• **TASK DESCRIPTION**:
Could you find each line of the data below that contains the word "without" and copy those lines?

Collected data entries:
▬▬▬
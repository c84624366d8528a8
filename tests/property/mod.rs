//! Property-based tests
//!
//! Random operation sequences driven through the contact service.

mod lock_proptest;
//! Test suite for ContactHub
//!
//! This module organizes all tests. Everything here drives the in-memory
//! stores, so no database is needed.

#![cfg(feature = "ssr")]

pub mod integration;
pub mod property;
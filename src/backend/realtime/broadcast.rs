/**
 * Notification Bus
 *
 * Fans realtime events out to every connected subscriber. Events go through a
 * single `tokio::sync::broadcast` channel, so each subscriber sees them in
 * emission order. Delivery is fire-and-forget: nothing is stored and a
 * subscriber that falls behind skips what it missed.
 *
 * # Rooms
 *
 * Every subscription gets a connection id. A connection can join named rooms.
 * Events without a room reach every subscriber; events addressed to a room only
 * reach connections that joined it. Dropping a `Subscription` removes its
 * memberships.
 */

use std::collections::{HashMap, HashSet};
use std::sync::{Arc, Mutex, MutexGuard};

use tokio::sync::broadcast::{
    self,
    error::{RecvError, TryRecvError},
};
use uuid::Uuid;

use crate::shared::config::DEFAULT_BROADCAST_CAPACITY;
use crate::shared::RealtimeEvent;

type RoomRegistry = Arc<Mutex<HashMap<Uuid, HashSet<String>>>>;

fn registry(rooms: &RoomRegistry) -> MutexGuard<'_, HashMap<Uuid, HashSet<String>>> {
    rooms.lock().unwrap_or_else(|poisoned| poisoned.into_inner())
}

/// Process-wide event fan-out, shared through `AppState`
#[derive(Clone)]
pub struct NotificationBus {
    tx: broadcast::Sender<RealtimeEvent>,
    rooms: RoomRegistry,
}

impl Default for NotificationBus {
    fn default() -> Self {
        Self::new(DEFAULT_BROADCAST_CAPACITY)
    }
}

impl NotificationBus {
    /// Create a bus buffering up to `capacity` events per slow subscriber
    pub fn new(capacity: usize) -> Self {
        let (tx, _) = broadcast::channel(capacity.max(1));
        Self {
            tx,
            rooms: Arc::new(Mutex::new(HashMap::new())),
        }
    }

    /// Broadcast an event to all subscribers
    ///
    /// Never fails. Returns the number of subscribers the event was handed to,
    /// zero when nobody is listening.
    pub fn emit(&self, event: RealtimeEvent) -> usize {
        let event_name = event.event_type.as_str();
        match self.tx.send(event) {
            Ok(subscriber_count) => {
                tracing::debug!(
                    "[Realtime] {} broadcast to {} subscribers",
                    event_name,
                    subscriber_count
                );
                subscriber_count
            }
            Err(_) => {
                tracing::debug!("[Realtime] No subscribers to receive {}", event_name);
                0
            }
        }
    }

    /// Open a new subscription with a fresh connection id
    pub fn subscribe(&self) -> Subscription {
        let id = Uuid::new_v4();
        registry(&self.rooms).insert(id, HashSet::new());
        tracing::info!("[Realtime] Connection {} subscribed", id);

        Subscription {
            id,
            rx: self.tx.subscribe(),
            rooms: Arc::clone(&self.rooms),
        }
    }

    /// Add `room` to a live connection's memberships
    ///
    /// Returns false if the connection is unknown or already closed.
    pub fn join_group(&self, connection_id: Uuid, room: impl Into<String>) -> bool {
        let room = room.into();
        match registry(&self.rooms).get_mut(&connection_id) {
            Some(joined) => {
                tracing::info!("[Realtime] Connection {} joined room {}", connection_id, room);
                joined.insert(room);
                true
            }
            None => {
                tracing::warn!("[Realtime] Join for unknown connection {}", connection_id);
                false
            }
        }
    }

    /// Rooms joined by a connection
    pub fn rooms_of(&self, connection_id: Uuid) -> Option<HashSet<String>> {
        registry(&self.rooms).get(&connection_id).cloned()
    }

    /// Number of open subscriptions
    pub fn connection_count(&self) -> usize {
        registry(&self.rooms).len()
    }
}

/// A subscriber's view of the bus
pub struct Subscription {
    id: Uuid,
    rx: broadcast::Receiver<RealtimeEvent>,
    rooms: RoomRegistry,
}

impl Subscription {
    /// Connection id used for room membership
    pub fn id(&self) -> Uuid {
        self.id
    }

    /// Whether this connection should see `event`
    pub fn accepts(&self, event: &RealtimeEvent) -> bool {
        match &event.room {
            None => true,
            Some(room) => registry(&self.rooms)
                .get(&self.id)
                .is_some_and(|joined| joined.contains(room)),
        }
    }

    /// Wait for the next event addressed to this connection
    ///
    /// Returns `None` once the bus has been dropped.
    pub async fn recv(&mut self) -> Option<RealtimeEvent> {
        loop {
            match self.rx.recv().await {
                Ok(event) => {
                    if self.accepts(&event) {
                        return Some(event);
                    }
                }
                Err(RecvError::Lagged(skipped)) => {
                    tracing::warn!(
                        "[Realtime] Connection {} lagged, skipped {} events",
                        self.id,
                        skipped
                    );
                }
                Err(RecvError::Closed) => {
                    tracing::debug!("[Realtime] Bus closed for connection {}", self.id);
                    return None;
                }
            }
        }
    }

    /// Take the next already-delivered event without waiting
    pub fn try_recv(&mut self) -> Option<RealtimeEvent> {
        loop {
            match self.rx.try_recv() {
                Ok(event) if self.accepts(&event) => return Some(event),
                Ok(_) | Err(TryRecvError::Lagged(_)) => continue,
                Err(TryRecvError::Empty) | Err(TryRecvError::Closed) => return None,
            }
        }
    }
}

impl Drop for Subscription {
    fn drop(&mut self) {
        registry(&self.rooms).remove(&self.id);
        tracing::info!("[Realtime] Connection {} closed", self.id);
    }
}
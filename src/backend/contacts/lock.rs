//! Lock Manager
//!
//! Decides whether a lock, unlock or edit request on a single contact may
//! proceed. Decisions are pure: they look only at the record already fetched
//! from the store and at the time the request is judged, and they mutate the
//! in-memory record. Persisting the result is the caller's job.
//!
//! # Rules
//!
//! - `acquire` grants when the record is unlocked, already held by the
//!   requester, or held by someone else for at least the TTL. Otherwise it
//!   reports the current holder.
//! - `release` clears the lock regardless of who holds it.
//! - `authorize_edit` requires the requester to be the recorded holder. It does
//!   not look at the TTL, so an expired lock still belongs to its holder until
//!   someone re-acquires or unlocks it.

use chrono::{DateTime, Duration, Utc};
use thiserror::Error;

use crate::shared::contact::{Contact, RecordLock};
use crate::shared::config::DEFAULT_LOCK_TTL_SECS;

/// Reasons a lock or edit request is refused
#[derive(Debug, Error, Clone, PartialEq, Eq)]
pub enum LockError {
    /// Another principal holds a live lock
    #[error("Contact is locked by another user")]
    Conflict {
        /// Current lock holder
        locked_by: String,
    },

    /// The editor does not hold the lock
    #[error("Contact must be locked by you to edit")]
    EditNotLocked,
}

#[derive(Debug, Clone, Copy, PartialEq, Eq)]
pub struct LockManager {
    ttl: Duration,
}

impl Default for LockManager {
    fn default() -> Self {
        Self {
            ttl: Duration::seconds(DEFAULT_LOCK_TTL_SECS as i64),
        }
    }
}

impl LockManager {
    pub fn new(ttl: std::time::Duration) -> Self {
        Self {
            ttl: Duration::from_std(ttl).unwrap_or(Duration::MAX),
        }
    }

    pub fn ttl(&self) -> Duration {
        self.ttl
    }

    /// Take or refresh the lock on `contact` for `principal`.
    pub fn acquire(
        &self,
        contact: &mut Contact,
        principal: &str,
        now: DateTime<Utc>,
    ) -> Result<(), LockError> {
        if let Some(lock) = &contact.lock {
            if lock.holder != principal && lock.is_live(now, self.ttl) {
                return Err(LockError::Conflict {
                    locked_by: lock.holder.clone(),
                });
            }
        }

        contact.lock = Some(RecordLock::new(principal, now));
        Ok(())
    }

    /// Clear the lock, returning whatever was held.
    pub fn release(&self, contact: &mut Contact) -> Option<RecordLock> {
        contact.lock.take()
    }

    /// Check that `principal` may edit `contact`.
    pub fn authorize_edit(&self, contact: &Contact, principal: &str) -> Result<(), LockError> {
        match contact.locked_by() {
            Some(holder) if holder == principal => Ok(()),
            _ => Err(LockError::EditNotLocked),
        }
    }

    /// Whether `contact` is held by a live lock at `now`
    pub fn is_locked(&self, contact: &Contact, now: DateTime<Utc>) -> bool {
        contact
            .lock
            .as_ref()
            .is_some_and(|lock| lock.is_live(now, self.ttl))
    }

    /// Whether `contact` carries a lock that has outlived the TTL
    pub fn is_expired(&self, contact: &Contact, now: DateTime<Utc>) -> bool {
        contact
            .lock
            .as_ref()
            .is_some_and(|lock| !lock.is_live(now, self.ttl))
    }

    /// Locks acquired strictly before this instant have expired at `now`
    pub fn expiry_cutoff(&self, now: DateTime<Utc>) -> DateTime<Utc> {
        now.checked_sub_signed(self.ttl)
            .unwrap_or(DateTime::<Utc>::MIN_UTC)
    }
}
▬▬▬
• **TASK SOLUTION**:
 * Events without a room reach every subscriber; events addressed to a room only
    /// Take the next already-delivered event without waiting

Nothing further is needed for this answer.